Most people go to Town Hall for one reason: to do their business. They pay their taxes, pick up a clamming permit, complain about their neighbor’s swing set.
Now there’s another reason to go. And linger.
Clarinda “Rindy” Higgins has just created — from scratch, and virtually alone — a fascinating poster series about the Saugatuck River. Hanging on the 2nd floor (front entrance level), just to the right when you walk in, it’s educational, entertaining and eye-opening.
Rindy — a longtime environmental educator — provides Town Hall visitors with a comprehensive history, and behind-the-scenes (okay, “below the surface”) look at this important artery which, since the time of the earliest settlers, has shaped how our town looks, feels and acts.
As the exhibit points out, the Saugatuck River is such a vital part of Westport that we sometimes ignore it.
Rindy’s posters — which (despite her protests that “I’m no Miggs Burroughs” and “I have limited computer skills”) she designed and printed herself, each one taking 30 hours — highlight its significance. Along with the river’s history, beauty and fragility.
Westporters cross the river several times a day, without really looking or thinking about it. The next poster notes the importance of our bridges; they unite the 2 sides of 1 town. Back in the days of ferries, the Saugatuck divided 2 towns.
Panels 3 and 4 — “Bustling Maritime Trade” and “Industry” — show the enormous impact of wharves, vessels, onions and riverside factories.
The next poster shows the USS Saugatuck — a Navy ship named after the river. I’ve lived here my entire life, but this one’s news to me.
“Changing Riverscape” details the effects man and nature have on the water. Whether we fill in the river to create a parking lot behind Main Street, or the tides work their magic, the Saugatuck changes as constantly as any living thing.
“River Quality = Quality of Life” reminds us that “how we choose to use the land and the water affects not only Saugatuck River and Long Island Sound but also our own properties, livelihoods and quality of life.” Our river is part of a watershed stretching all the way to Quebec, as a we’re-all-in-this-together map vividly shows.
The penultimate panel says “Each of Us Can Make a Difference.” Calling each property a “micro-watershed,” Rindy offers suggestions for making sure that river and coastal water quality begin at home. From our kitchens, bathrooms, laundry and garage to our basements, gutters, driveways and gardens, everything we do can ensure the health of the Saugatuck River (and thus Long Island Sound) for decades to come.

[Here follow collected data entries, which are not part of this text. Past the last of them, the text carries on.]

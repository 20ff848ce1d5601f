//! RSS 2.0 serialization.
//!
//! Every text field is entity-escaped except the item description, which is
//! pre-escaped HTML and goes into a CDATA section as-is.

use std::io::{self, Write};

use super::{now_rfc1123, FeedDocument, FeedItem};

/// Escape `& < > " '` for use in XML text and attribute values
pub fn escape_html(input: &str) -> String {
    let mut out = String::with_capacity(input.len());
    for c in input.chars() {
        match c {
            '&' => out.push_str("&amp;"),
            '<' => out.push_str("&lt;"),
            '>' => out.push_str("&gt;"),
            '"' => out.push_str("&quot;"),
            '\'' => out.push_str("&#39;"),
            _ => out.push(c),
        }
    }
    out
}

/// `]]>` cannot appear inside CDATA; split the section around it
fn cdata(input: &str) -> String {
    format!("<![CDATA[{}]]>", input.replace("]]>", "]]]]><![CDATA[>"))
}

/// Write the feed as RSS 2.0. `lastBuildDate` is the time of this call.
pub fn serialize<W: Write>(feed: &FeedDocument, w: &mut W) -> io::Result<()> {
    let link = escape_html(&feed.link);

    writeln!(w, r#"<?xml version="1.0" encoding="UTF-8"?>"#)?;
    writeln!(w, r#"<rss version="2.0" xmlns:atom="http://www.w3.org/2005/Atom">"#)?;
    writeln!(w, "<channel>")?;
    writeln!(w, "<title>{}</title>", escape_html(&feed.title))?;
    writeln!(w, "<link>{}</link>", link)?;
    writeln!(w, "<description>{}</description>", escape_html(&feed.description))?;
    writeln!(w, "<language>en-us</language>")?;
    writeln!(w, "<lastBuildDate>{}</lastBuildDate>", now_rfc1123())?;
    writeln!(
        w,
        r#"<atom:link href="{}" rel="self" type="application/rss+xml" />"#,
        link
    )?;

    for item in &feed.items {
        write_item(item, w)?;
    }

    writeln!(w, "</channel>")?;
    writeln!(w, "</rss>")?;
    w.flush()
}

fn write_item<W: Write>(item: &FeedItem, w: &mut W) -> io::Result<()> {
    writeln!(w, "<item>")?;
    writeln!(w, "<title>{}</title>", escape_html(&item.title))?;
    writeln!(w, "<link>{}</link>", escape_html(&item.link))?;
    writeln!(w, "<description>{}</description>", cdata(&item.description_html))?;
    writeln!(w, "<pubDate>{}</pubDate>", escape_html(&item.pub_date))?;
    writeln!(w, r#"<guid isPermaLink="false">{}</guid>"#, escape_html(&item.guid))?;
    if let Some(enclosure) = &item.enclosure {
        writeln!(
            w,
            r#"<enclosure url="{}" type="{}" length="{}" />"#,
            escape_html(&enclosure.url),
            escape_html(&enclosure.mime_type),
            escape_html(&enclosure.length)
        )?;
    }
    writeln!(w, "</item>")
}

/// Serialize into a `String`
pub fn to_xml_string(feed: &FeedDocument) -> String {
    let mut buf = Vec::new();
    serialize(feed, &mut buf).expect("writing to a Vec cannot fail");
    String::from_utf8_lossy(&buf).into_owned()
}

#[cfg(test)]
mod tests {
    use super::*;
    use crate::feed::{build, Enclosure};
    use crate::types::PhotoRecord;

    fn sample_feed() -> FeedDocument {
        FeedDocument {
            title: "Tom & Jerry <3 > all".to_string(),
            link: "https://www.flickr.com/people/tom&jerry/".to_string(),
            description: "Latest photos from Flickr user Tom & Jerry".to_string(),
            items: vec![FeedItem {
                title: "A <b>bold</b> title".to_string(),
                link: "https://www.flickr.com/photos/1@N00/42/".to_string(),
                description_html: r#"<img src="https://x/l.jpg?a=1&amp;b=2" alt="t" />"#.to_string(),
                pub_date: "Sat, 15 Jul 2023 12:34:56 +0000".to_string(),
                guid: "42".to_string(),
                enclosure: Some(Enclosure {
                    url: "https://x/l.jpg?a=1&b=2".to_string(),
                    mime_type: "image/jpeg".to_string(),
                    length: "0".to_string(),
                }),
            }],
        }
    }

    #[test]
    fn test_escape_html() {
        assert_eq!(escape_html("a&b<c>d\"e'f"), "a&amp;b&lt;c&gt;d&quot;e&#39;f");
        assert_eq!(escape_html("plain"), "plain");
    }

    #[test]
    fn test_cdata_splits_terminator() {
        assert_eq!(cdata("a]]>b"), "<![CDATA[a]]]]><![CDATA[>b]]>");
    }

    #[test]
    fn test_channel_fields_escaped() {
        let xml = to_xml_string(&sample_feed());

        assert!(xml.starts_with("<?xml version=\"1.0\" encoding=\"UTF-8\"?>\n"));
        assert!(xml.contains("<title>Tom &amp; Jerry &lt;3 &gt; all</title>"));
        assert!(xml.contains("<link>https://www.flickr.com/people/tom&amp;jerry/</link>"));
        assert!(xml.contains(
            "<atom:link href=\"https://www.flickr.com/people/tom&amp;jerry/\" rel=\"self\" type=\"application/rss+xml\" />"
        ));
        assert!(xml.contains("<lastBuildDate>"));
        assert!(xml.trim_end().ends_with("</channel>\n</rss>"));
    }

    #[test]
    fn test_item_description_is_cdata_not_reescaped() {
        let xml = to_xml_string(&sample_feed());

        assert!(xml.contains("<title>A &lt;b&gt;bold&lt;/b&gt; title</title>"));
        assert!(xml.contains(
            "<description><![CDATA[<img src=\"https://x/l.jpg?a=1&amp;b=2\" alt=\"t\" />]]></description>"
        ));
        assert!(!xml.contains("&amp;amp;"));
        assert!(xml.contains("<guid isPermaLink=\"false\">42</guid>"));
        assert!(xml.contains(
            "<enclosure url=\"https://x/l.jpg?a=1&amp;b=2\" type=\"image/jpeg\" length=\"0\" />"
        ));
    }

    #[test]
    fn test_last_build_date_is_now() {
        let xml = to_xml_string(&sample_feed());
        let start = xml.find("<lastBuildDate>").unwrap() + "<lastBuildDate>".len();
        let end = xml.find("</lastBuildDate>").unwrap();
        let parsed = chrono::DateTime::parse_from_rfc2822(&xml[start..end]).unwrap();
        let age = chrono::Utc::now().signed_duration_since(parsed.with_timezone(&chrono::Utc));
        assert!(age.num_seconds().abs() < 60);
    }

    #[test]
    fn test_item_order_preserved() {
        let records: Vec<PhotoRecord> = ["c", "a", "b"]
            .iter()
            .map(|id| PhotoRecord {
                id: id.to_string(),
                ..Default::default()
            })
            .collect();

        let xml = to_xml_string(&build(&records, "jane"));
        let c = xml.find("<guid isPermaLink=\"false\">c</guid>").unwrap();
        let a = xml.find("<guid isPermaLink=\"false\">a</guid>").unwrap();
        let b = xml.find("<guid isPermaLink=\"false\">b</guid>").unwrap();
        assert!(c < a && a < b);
    }

    #[test]
    fn test_to_xml_string_matches_serialize() {
        let feed = sample_feed();
        let mut buf = Vec::new();
        serialize(&feed, &mut buf).unwrap();

        let without_build_date = |xml: &str| -> String {
            xml.lines()
                .filter(|l| !l.starts_with("<lastBuildDate>"))
                .collect::<Vec<_>>()
                .join("\n")
        };
        assert_eq!(
            without_build_date(&to_xml_string(&feed)),
            without_build_date(&String::from_utf8(buf).unwrap())
        );
    }

    #[test]
    fn test_empty_feed() {
        let xml = to_xml_string(&build(&[], "jane"));
        assert!(!xml.contains("<item>"));
        assert!(xml.contains("<title>Flickr Photos from jane</title>"));
    }
}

Or it can help destroy it.
This Saugatuck River exhibition was Rindy’s labor of love. Gault Energy, Jim Marpe and Eileen Flug gave donations, but she paid for everything else out of pocket. She even bought the frames (from Walmart.)
Rindy’s posters are well worth a trip to Town Hall.
And as you leave — catching a glimpse of the Saugatuck River in the distance — you realize you will never again think of it in the same way.